Stored data:
>>>>

use std::path::{Path, PathBuf};

use anyhow::{bail, Context};
use colored::Colorize;

use relief_ledger::{Block, Chain, ProjectionBuilder};
use relief_sdk::{
    ClaimDetails, CoordinatorError, DisbursementDetails, IntegrityStatus, LedgerConfig,
    LedgerCoordinator, RecordVerification,
};
use relief_types::{BeneficiaryId, Location, Payload, ReliefCategory};

use crate::cli::*;

/// Config file picked up from the working directory when `--config` is absent.
const DEFAULT_CONFIG_FILE: &str = "relief.toml";

pub async fn run_command(cli: Cli) -> anyhow::Result<()> {
    let config = load_config(cli.config.as_deref(), cli.data_dir)?;
    let coordinator = LedgerCoordinator::open(config)?;
    let format = cli.format;
    match cli.command {
        Command::Record(args) => cmd_record(&coordinator, args, &format).await,
        Command::Claim(args) => cmd_claim(&coordinator, args, &format).await,
        Command::Verify(args) => cmd_verify(&coordinator, args, &format),
        Command::Validate(args) => cmd_validate(&coordinator, args, &format),
        Command::Audit(args) => cmd_audit(&coordinator, args),
        Command::Log(args) => cmd_log(&coordinator, args, &format),
        Command::Reconcile(args) => cmd_reconcile(&coordinator, args, &format),
        Command::Status(args) => cmd_status(&coordinator, args, &format),
        Command::Locate(args) => cmd_locate(&coordinator, args, &format).await,
    }
}

fn load_config(path: Option<&Path>, data_dir: Option<PathBuf>) -> anyhow::Result<LedgerConfig> {
    let mut config = match path {
        Some(path) => LedgerConfig::load(path)?,
        None if Path::new(DEFAULT_CONFIG_FILE).exists() => {
            LedgerConfig::load(Path::new(DEFAULT_CONFIG_FILE))?
        }
        None => LedgerConfig::default(),
    };
    if let Some(dir) = data_dir {
        config.data_dir = dir;
    }
    tracing::debug!(
        data_dir = %config.data_dir.display(),
        locations = config.locations.len(),
        "configuration loaded"
    );
    Ok(config)
}

async fn build_location(
    coordinator: &LedgerCoordinator,
    args: LocationArgs,
) -> anyhow::Result<Location> {
    let resolved = match &args.district {
        Some(_) => None,
        None => coordinator.resolve_location(&args.pin).await?,
    };
    let (district, state, post_office, block_code) = match (args.district, resolved) {
        (Some(district), _) => (
            district,
            args.state.unwrap_or_default(),
            args.post_office.unwrap_or_default(),
            args.block_code.unwrap_or_default(),
        ),
        (None, Some(found)) => (
            found.district,
            args.state.unwrap_or(found.state),
            args.post_office.unwrap_or(found.post_office),
            args.block_code.unwrap_or(found.block_code),
        ),
        (None, None) => bail!(
            "PIN code {} is not in the location directory; pass --district",
            args.pin
        ),
    };
    Ok(Location::new(district, state, post_office, block_code, args.pin)?)
}

fn with_chain<T>(
    coordinator: &LedgerCoordinator,
    beneficiary: Option<&str>,
    f: impl FnOnce(&Chain) -> anyhow::Result<T>,
) -> anyhow::Result<T> {
    match beneficiary {
        Some(id) => {
            let id = BeneficiaryId::parse(id)?;
            let identity = coordinator.find_identity_chain(&id)?;
            f(identity.chain())
        }
        None => f(coordinator.global()),
    }
}

/// JSON body for a claim that stands on the identity chain but has not
/// reached the global ledger yet.
fn pending_claim_json(claim: &Block, source: &dyn std::fmt::Display) -> serde_json::Value {
    serde_json::json!({
        "block": claim,
        "replication": "pending",
        "error": source.to_string(),
    })
}

fn print_json<T: serde::Serialize + ?Sized>(value: &T) -> anyhow::Result<()> {
    println!("{}", serde_json::to_string_pretty(value)?);
    Ok(())
}

fn print_receipt(title: &str, block: &Block) {
    println!("{} {}", "✓".green().bold(), title);
    println!("  Relief ID: {}", block.relief_id().to_string().yellow().bold());
    println!("  Block: #{}", block.sequence_index);
    println!("  Category: {}", block.payload.category().to_string().cyan());
    println!("  Timestamp: {}", block.timestamp);
    println!("  Digest: {}", block.digest.to_hex().dimmed());
}

async fn cmd_record(
    coordinator: &LedgerCoordinator,
    args: RecordArgs,
    format: &OutputFormat,
) -> anyhow::Result<()> {
    let details = DisbursementDetails {
        location: build_location(coordinator, args.location).await?,
        category: ReliefCategory::new(&args.category)?,
        quantity: args.quantity,
        notes: args.notes,
    };
    let block = coordinator.record_disbursement(details)?;
    match format {
        OutputFormat::Json => print_json(&block),
        OutputFormat::Text => {
            print_receipt("Disbursement recorded", &block);
            Ok(())
        }
    }
}

async fn cmd_claim(
    coordinator: &LedgerCoordinator,
    args: ClaimArgs,
    format: &OutputFormat,
) -> anyhow::Result<()> {
    let category = ReliefCategory::new(&args.category)?;
    let details = ClaimDetails {
        location: build_location(coordinator, args.location).await?,
        receipt_date: args.receipt_date,
    };

    let identity = coordinator.begin_session(&args.credential).await?;
    let result = coordinator.submit_claim(&identity.beneficiary_id, category, details);
    coordinator.logout()?;

    match result {
        Ok(block) => match format {
            OutputFormat::Json => print_json(&block),
            OutputFormat::Text => {
                print_receipt("Claim recorded", &block);
                println!("  Beneficiary: {}", identity.beneficiary_id.to_string().cyan());
                Ok(())
            }
        },
        Err(CoordinatorError::ReplicationPending { claim, source }) => match format {
            OutputFormat::Json => print_json(&pending_claim_json(&claim, &source)),
            OutputFormat::Text => {
                print_receipt("Claim recorded", &claim);
                eprintln!(
                    "{} global ledger not updated ({source}); run {} to retry",
                    "!".yellow().bold(),
                    "relief reconcile".bold()
                );
                Ok(())
            }
        },
        Err(err) => Err(err.into()),
    }
}

fn cmd_verify(
    coordinator: &LedgerCoordinator,
    args: VerifyArgs,
    format: &OutputFormat,
) -> anyhow::Result<()> {
    let relief_id = args.relief_id.trim();
    let verification = with_chain(coordinator, args.beneficiary.as_deref(), |chain| {
        Ok(chain.verify_record(relief_id)?)
    })?;
    if let OutputFormat::Json = format {
        let status = match &verification {
            RecordVerification::Intact(_) => "intact",
            RecordVerification::Tampered(_) => "tampered",
            RecordVerification::NotFound => "not_found",
        };
        print_json(&serde_json::json!({
            "relief_id": relief_id,
            "status": status,
            "block": verification.block(),
        }))?;
    }

    match verification {
        RecordVerification::Intact(block) => {
            if let OutputFormat::Text = format {
                print_receipt("Record verified", &block);
                print_payload(&block.payload);
            }
            Ok(())
        }
        RecordVerification::Tampered(block) => {
            if let OutputFormat::Text = format {
                println!(
                    "{} Record {} has been altered",
                    "✗".red().bold(),
                    relief_id.yellow()
                );
                println!("  Stored digest:     {}", block.digest.to_hex());
                println!("  Recomputed digest: {}", block.recompute_digest().to_hex().red());
            }
            bail!("record {relief_id} failed verification")
        }
        RecordVerification::NotFound => bail!("record not found: {relief_id}"),
    }
}

fn print_payload(payload: &Payload) {
    if let Some(location) = payload.location() {
        println!(
            "  Location: {}, {} ({})",
            location.district, location.state, location.pin_code
        );
    }
    match payload {
        Payload::Disbursement(d) => {
            println!("  Quantity: {}", d.quantity);
            println!("  Notes: {}", d.notes);
            println!("  Origin: {}", d.origin.as_str());
        }
        Payload::Claim(c) => {
            println!("  Beneficiary: {}", c.beneficiary_id);
            if let Some(date) = &c.receipt_date {
                println!("  Received: {date}");
            }
        }
        Payload::Genesis(g) => println!("  Note: {}", g.note),
    }
}

fn cmd_validate(
    coordinator: &LedgerCoordinator,
    args: ValidateArgs,
    format: &OutputFormat,
) -> anyhow::Result<()> {
    let report = with_chain(coordinator, args.beneficiary.as_deref(), |chain| {
        Ok(chain.validation_report()?)
    })?;

    match format {
        OutputFormat::Json => print_json(&serde_json::json!({
            "key": report.key,
            "block_count": report.block_count,
            "valid": report.is_valid(),
            "violations": report.violations.iter().map(|v| serde_json::json!({
                "index": v.index,
                "kind": format!("{:?}", v.kind),
                "description": v.description,
            })).collect::<Vec<_>>(),
        }))?,
        OutputFormat::Text => {
            if report.is_valid() {
                println!(
                    "{} {} intact ({} blocks)",
                    "✓".green().bold(),
                    report.key.bold(),
                    report.block_count
                );
            } else {
                println!(
                    "{} {} compromised: {} violation(s)",
                    "✗".red().bold(),
                    report.key.bold(),
                    report.violations.len()
                );
                for v in &report.violations {
                    println!("  #{:<4} {:?}: {}", v.index, v.kind, v.description);
                }
            }
        }
    }

    if !report.is_valid() {
        bail!("chain {} failed validation", report.key);
    }
    Ok(())
}

fn cmd_audit(coordinator: &LedgerCoordinator, args: AuditArgs) -> anyhow::Result<()> {
    match args.action {
        AuditAction::Export {
            output,
            raw,
            beneficiary,
        } => {
            let (document, count) = with_chain(coordinator, beneficiary.as_deref(), |chain| {
                Ok(if raw {
                    let blocks = chain.export()?;
                    (serde_json::to_string_pretty(&blocks)?, blocks.len())
                } else {
                    let rows = chain.audit_entries()?;
                    (serde_json::to_string_pretty(&rows)?, rows.len())
                })
            })?;
            let digest = ProjectionBuilder::export_digest(&document);
            match output {
                Some(path) => {
                    std::fs::write(&path, document)
                        .with_context(|| format!("writing {}", path.display()))?;
                    println!(
                        "{} Exported {} entries to {}",
                        "✓".green().bold(),
                        count,
                        path.display().to_string().bold()
                    );
                    println!("  Export digest: {}", digest.to_hex().dimmed());
                }
                None => {
                    println!("{document}");
                    eprintln!("export digest: {digest}");
                }
            }
            Ok(())
        }
    }
}

fn cmd_log(
    coordinator: &LedgerCoordinator,
    args: LogArgs,
    format: &OutputFormat,
) -> anyhow::Result<()> {
    let blocks = with_chain(coordinator, args.beneficiary.as_deref(), |chain| {
        Ok(chain.export()?)
    })?;
    let recent: Vec<&Block> = blocks.iter().rev().take(args.limit).collect();

    if let OutputFormat::Json = format {
        return print_json(&recent);
    }
    for block in recent {
        if args.oneline {
            println!(
                "{} {} {} {}",
                format!("#{}", block.sequence_index).yellow(),
                block.digest.short_hex().dimmed(),
                block.relief_id(),
                block.payload.category()
            );
        } else {
            println!(
                "{}  {}",
                format!("#{}", block.sequence_index).yellow().bold(),
                block.digest.to_hex().dimmed()
            );
            println!("  {} | {}", block.relief_id(), block.payload.category().to_string().cyan());
            println!("  Timestamp: {}", block.timestamp);
            print_payload(&block.payload);
            println!();
        }
    }
    Ok(())
}

fn cmd_reconcile(
    coordinator: &LedgerCoordinator,
    args: ReconcileArgs,
    format: &OutputFormat,
) -> anyhow::Result<()> {
    let report = match args.beneficiary {
        Some(id) => coordinator.reconcile(&BeneficiaryId::parse(&id)?)?,
        None => coordinator.reconcile_all()?,
    };
    match format {
        OutputFormat::Json => print_json(&serde_json::json!({
            "replicated": report.replicated.iter().map(|id| id.to_string()).collect::<Vec<_>>(),
            "repersisted": report.repersisted,
        })),
        OutputFormat::Text => {
            if report.is_clean() {
                println!("{} Nothing to reconcile.", "✓".green().bold());
            }
            for id in &report.replicated {
                println!("  {} {}", "replicated:".green(), id);
            }
            for key in &report.repersisted {
                println!("  {} {}", "re-persisted:".green(), key);
            }
            Ok(())
        }
    }
}

fn cmd_status(
    coordinator: &LedgerCoordinator,
    args: StatusArgs,
    format: &OutputFormat,
) -> anyhow::Result<()> {
    let (key, summary, durable) = with_chain(coordinator, args.beneficiary.as_deref(), |chain| {
        Ok((chain.key().to_string(), chain.summary()?, chain.is_durable()?))
    })?;
    if let OutputFormat::Json = format {
        return print_json(&summary);
    }

    let integrity = match summary.integrity {
        IntegrityStatus::Verified => "Verified".green().bold(),
        IntegrityStatus::Compromised => "Compromised".red().bold(),
    };
    match &args.beneficiary {
        Some(id) => println!("Beneficiary ledger: {}", id.bold()),
        None => println!("Global ledger: {}", key.bold()),
    }
    println!("  Total records: {}", summary.record_count.to_string().bold());
    println!("  Districts covered: {}", summary.district_count);
    for (category, count) in &summary.category_counts {
        println!("    {:<16} {}", category.cyan(), count);
    }
    println!("  Integrity: {integrity}");
    match &summary.last_updated {
        Some(ts) => println!("  Last update: {ts}"),
        None => println!("  Last update: {}", "never".dimmed()),
    }
    if !durable {
        println!("  {} unsaved changes; run `relief reconcile`", "!".yellow().bold());
    }
    Ok(())
}

async fn cmd_locate(
    coordinator: &LedgerCoordinator,
    args: LocateArgs,
    format: &OutputFormat,
) -> anyhow::Result<()> {
    let location = coordinator.resolve_location(&args.pin).await?;
    match format {
        OutputFormat::Json => print_json(&location),
        OutputFormat::Text => {
            match location {
                Some(l) => println!(
                    "{} {}, {} ({}, block {})",
                    args.pin.bold(),
                    l.district,
                    l.state,
                    l.post_office,
                    l.block_code
                ),
                None => println!("{} unknown PIN code", args.pin.yellow()),
            }
            Ok(())
        }
    }
}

<<<<

Only the lines containing the string "description" are needed; pull them out of the records.

                "description": v.description,
                    println!("  #{:<4} {:?}: {}", v.index, v.kind, v.description);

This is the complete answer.